Methods for anomaly detection of new physics processes are often limited to low-dimensional spaces due to the difficulty of learning high-dimensional probability densities. Particularly at the constituent level, incorporating desirable properties such as permutation invariance and variable-length inputs becomes difficult within popular density estimation methods. In this work, we introduce a permutation-invariant density estimator for particle physics data based on diffusion models, specifically designed to handle variable-length inputs. We demonstrate the efficacy of our methodology by utilizing the learned density as a permutation-invariant anomaly detection score, effectively identifying jets with low likelihood under the background-only hypothesis.
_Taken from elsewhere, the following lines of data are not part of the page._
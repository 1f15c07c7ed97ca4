//! Boot configuration of dedicated servers.
//!
//! Exposes the linux installation and rescue system profiles of the Robot
//! boot configuration API.

mod client;
mod models;

pub use models::{ActiveBoot, BootProfile, BootProfileKind};
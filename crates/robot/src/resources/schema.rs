//! Declarative schema for resources and data sources.

use std::collections::BTreeMap;

use serde_json::Value;

/// Attribute value type.
#[derive(Debug, Clone, PartialEq, Eq)]
pub enum AttrType {
    /// UTF-8 string.
    String,
    /// Integer.
    Int,
    /// Boolean.
    Bool,
    /// Homogeneous list.
    List(Box<AttrType>),
    /// Object with named fields.
    Object(Vec<(&'static str, AttrType)>),
}

impl AttrType {
    /// Whether `value` has this type. `null` is accepted everywhere and means unset.
    #[must_use]
    pub fn accepts(&self, value: &Value) -> bool {
        match (self, value) {
            (_, Value::Null) => true,
            (Self::String, Value::String(_)) => true,
            (Self::Int, Value::Number(n)) => n.is_i64() || n.is_u64(),
            (Self::Bool, Value::Bool(_)) => true,
            (Self::List(elem), Value::Array(items)) => items.iter().all(|item| elem.accepts(item)),
            (Self::Object(fields), Value::Object(map)) => {
                map.keys().all(|key| fields.iter().any(|(name, _)| *name == key.as_str()))
                    && fields
                        .iter()
                        .all(|(name, ty)| map.get(*name).map_or(true, |v| ty.accepts(v)))
            }
            _ => false,
        }
    }
}

/// One schema attribute.
#[derive(Debug, Clone, PartialEq, Eq)]
pub struct Attribute {
    /// Value type.
    pub ty: AttrType,
    /// Must be supplied by configuration.
    pub required: bool,
    /// May be supplied by configuration.
    pub optional: bool,
    /// Filled in by the provider.
    pub computed: bool,
    /// Hidden from plan output.
    pub sensitive: bool,
    /// Human readable description.
    pub description: &'static str,
}

impl Attribute {
    fn new(ty: AttrType) -> Self {
        Self {
            ty,
            required: false,
            optional: false,
            computed: false,
            sensitive: false,
            description: "",
        }
    }

    /// Required configuration attribute.
    #[must_use]
    pub fn required(ty: AttrType) -> Self {
        Self {
            required: true,
            ..Self::new(ty)
        }
    }

    /// Optional configuration attribute.
    #[must_use]
    pub fn optional(ty: AttrType) -> Self {
        Self {
            optional: true,
            ..Self::new(ty)
        }
    }

    /// Read-only attribute set by the provider.
    #[must_use]
    pub fn computed(ty: AttrType) -> Self {
        Self {
            computed: true,
            ..Self::new(ty)
        }
    }

    /// Mark as sensitive.
    #[must_use]
    pub fn sensitive(mut self) -> Self {
        self.sensitive = true;
        self
    }

    /// Attach a description.
    #[must_use]
    pub fn describe(mut self, description: &'static str) -> Self {
        self.description = description;
        self
    }
}

/// Named attributes of a resource or data source.
#[derive(Debug, Clone, Default, PartialEq, Eq)]
pub struct Schema {
    attributes: BTreeMap<&'static str, Attribute>,
}

impl Schema {
    /// Empty schema.
    #[must_use]
    pub fn new() -> Self {
        Self::default()
    }

    /// Add an attribute.
    #[must_use]
    pub fn with_attribute(mut self, name: &'static str, attribute: Attribute) -> Self {
        self.attributes.insert(name, attribute);
        self
    }

    /// Look up an attribute by name.
    #[must_use]
    pub fn attribute(&self, name: &str) -> Option<&Attribute> {
        self.attributes.get(name)
    }

    /// Attributes in name order.
    pub fn attributes(&self) -> impl Iterator<Item = (&'static str, &Attribute)> {
        self.attributes.iter().map(|(name, attr)| (*name, attr))
    }

    /// Names of required attributes.
    pub fn required(&self) -> impl Iterator<Item = &'static str> + '_ {
        self.attributes
            .iter()
            .filter(|(_, attr)| attr.required)
            .map(|(name, _)| *name)
    }
}

#[cfg(test)]
mod tests {
    use serde_json::json;

    use super::*;

    #[test]
    fn test_accepts_scalars() {
        assert!(AttrType::String.accepts(&json!("x")));
        assert!(AttrType::Int.accepts(&json!(3)));
        assert!(!AttrType::Int.accepts(&json!(3.5)));
        assert!(!AttrType::Bool.accepts(&json!("true")));
        assert!(AttrType::Bool.accepts(&Value::Null));
    }

    #[test]
    fn test_accepts_nested() {
        let subnets = AttrType::List(Box::new(AttrType::Object(vec![
            ("ip", AttrType::String),
            ("mask", AttrType::String),
        ])));
        assert!(subnets.accepts(&json!([{"ip": "10.0.0.0", "mask": "24"}])));
        assert!(!subnets.accepts(&json!([{"ip": "10.0.0.0", "prefix": 24}])));
        assert!(!subnets.accepts(&json!({"ip": "10.0.0.0"})));
    }

    #[test]
    fn test_required_names() {
        let schema = Schema::new()
            .with_attribute("b", Attribute::optional(AttrType::String))
            .with_attribute("a", Attribute::required(AttrType::Int))
            .with_attribute("c", Attribute::computed(AttrType::String).sensitive());
        assert_eq!(schema.required().collect::<Vec<_>>(), vec!["a"]);
        assert!(schema.attribute("c").unwrap().sensitive);
        assert!(schema.attribute("d").is_none());
    }
}
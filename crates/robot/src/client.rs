//! Hetzner Robot API transport.
//!
//! Issues authenticated requests against the Robot webservice and checks the
//! response status against the set the caller accepts.
//! API Documentation: <https://robot.hetzner.com/doc/webservice/en.html>

use std::time::Duration;

use reqwest::{Client, Method, StatusCode};
use tracing::debug;

use crate::config::RobotConfig;
use crate::error::RobotError;

/// Statuses the Robot webservice uses for successful reads and writes.
pub const ACCEPTED_STATUSES: &[StatusCode] = &[StatusCode::OK, StatusCode::ACCEPTED];

/// Authenticated Robot webservice client.
#[derive(Clone)]
pub struct RobotClient {
    /// HTTP client.
    client: Client,
    /// Robot API username.
    username: String,
    /// Robot API password.
    password: String,
    /// API base URL, without trailing slash.
    base_url: String,
}

impl RobotClient {
    /// Create a new Robot client.
    ///
    /// # Errors
    /// Returns error if the config is invalid or the HTTP client cannot be created.
    pub fn new(config: RobotConfig) -> Result<Self, RobotError> {
        config.validate()?;

        let client = Client::builder()
            .timeout(Duration::from_secs(config.timeout_secs))
            .build()?;

        Ok(Self {
            client,
            username: config.username,
            password: config.password,
            base_url: config.base_url.trim_end_matches('/').to_string(),
        })
    }

    /// API base URL this client talks to.
    #[must_use]
    pub fn base_url(&self) -> &str {
        &self.base_url
    }

    /// Perform one API call and return the raw body.
    ///
    /// `form` is sent form-encoded; repeated keys are kept in order.
    /// Dropping the returned future aborts the in-flight request.
    ///
    /// # Errors
    /// Transport failures are returned as [`RobotError::Http`]; a status not in
    /// `accepted` becomes [`RobotError::UnexpectedStatus`] carrying the body.
    pub async fn call(
        &self,
        method: Method,
        path: &str,
        form: Option<&[(&str, String)]>,
        accepted: &[StatusCode],
    ) -> Result<Vec<u8>, RobotError> {
        if accepted.is_empty() {
            return Err(RobotError::Config(
                "accepted status set must not be empty".to_string(),
            ));
        }

        let url = format!("{}{path}", self.base_url);
        debug!(method = %method, url = %url, "Robot API request");

        let mut request = self
            .client
            .request(method, &url)
            .basic_auth(&self.username, Some(&self.password));
        if let Some(form) = form {
            request = request.form(form);
        }

        let response = request.send().await?;
        let status = response.status();
        let body = response.bytes().await?;

        if accepted.contains(&status) {
            Ok(body.to_vec())
        } else {
            debug!(status = status.as_u16(), url = %url, "Robot API rejected request");
            Err(RobotError::UnexpectedStatus {
                status: status.as_u16(),
                body: String::from_utf8_lossy(&body).into_owned(),
            })
        }
    }

    /// GET `path`, accepting 200 and 202.
    pub(crate) async fn get(&self, path: &str) -> Result<Vec<u8>, RobotError> {
        self.call(Method::GET, path, None, ACCEPTED_STATUSES).await
    }

    /// POST a form to `path`, accepting 200 and 202.
    pub(crate) async fn post_form(
        &self,
        path: &str,
        form: &[(&str, String)],
    ) -> Result<Vec<u8>, RobotError> {
        self.call(Method::POST, path, Some(form), ACCEPTED_STATUSES)
            .await
    }
}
To validate our density estimation method, we investigate the ratio of learned densities and compare to those obtained by a supervised classification algorithm.

翻译：新物理过程的异常检测方法由于难以学习高维概率密度，通常局限于低维空间。尤其在组分层面，在主流密度估计方法中纳入置换不变性和可变长度输入等理想特性变得十分困难。本研究提出一种基于扩散模型的置换不变密度估计器，专门用于处理粒子物理数据中的可变长度输入。通过将学习到的密度作为置换不变异常检测评分，我们有效识别了在本底假设下似然度较低的喷注，从而验证了该方法的有效性。为评估密度估计方法，我们研究了学习密度的比值，并与监督分类算法得到的结果进行了比较。